Our primary focus is using our expertise on issues related to two key areas for customers; (i) energy usage and strategy and (ii) risk and compliance initiatives. We work with our customers to assess, design, and implement complete solutions.

Our key capabilities in the energy sector help customers manage their energy use and cost via automation, technology, utility incentive programs, and alternative energy solutions. Our solutions in relation to risk and compliance are in understanding the application of various regulations and deploying processes and automation to comply.

Company Overview

Our core business focus is to serve as a problem solver by providing subject matter expertise through our delivery teams - 360 Intelligence Delivery.
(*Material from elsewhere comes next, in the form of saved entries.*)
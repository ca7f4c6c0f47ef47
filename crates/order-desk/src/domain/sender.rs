use async_trait::async_trait;

#[async_trait]
pub trait Sender: Send + Sync + 'static {
    async fn send(&self, message: &str) -> anyhow::Result<()>;
}
use std::{any::type_name, fmt::Debug, time::Instant};

use async_trait::async_trait;
use tracing::{debug, error};

use crate::{context::Context, handler::RequestHandler, request::Request};

/// Logs each request and any failure, then defers to the wrapped handler.
pub struct LoggingMiddleware<H> {
    inner: H,
}

impl<H> LoggingMiddleware<H> {
    pub fn new(inner: H) -> Self {
        Self { inner }
    }

    pub fn into_inner(self) -> H {
        self.inner
    }
}

#[async_trait]
impl<R, H> RequestHandler<R> for LoggingMiddleware<H>
where
    R: Request + Debug,
    H: RequestHandler<R>,
{
    async fn handle(&self, request: R, ctx: &Context) -> anyhow::Result<R::Response> {
        debug!("{:?}", request);
        let started = Instant::now();

        let res = self.inner.handle(request, ctx).await;
        if let Err(e) = &res {
            error!(
                "{} failed after {:?}: {:#}",
                type_name::<R>(),
                started.elapsed(),
                e
            );
        }

        res
    }
}
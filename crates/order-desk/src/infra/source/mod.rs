pub mod lines;
pub mod parser;

pub use lines::LineSource;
We have a focus on building our knowledge practices with talent in key industries we feel offer opportunities including: financial services, utilities, life science, technology, government and health sectors. We currently have two major delivery verticals of Energy and Sustainable Solutions and Risk/Compliance capabilities, which are being driven by energy mandates and increased regulations crossing many industries. Our Energy and Sustainable Solutions capabilities position us as a provider of energy efficiency and sustainable facilities solutions. This includes the design, engineering and installation of solutions and technologies that enable clients to reduce their energy costs and carbon footprints. Our Risk/Compliance deliveries encompass Governance, Risk & Compliance (GRC) and Business Performance & Technology as we assist clients with Risk Management, Compliance, Organizational Effectiveness, and Information Management.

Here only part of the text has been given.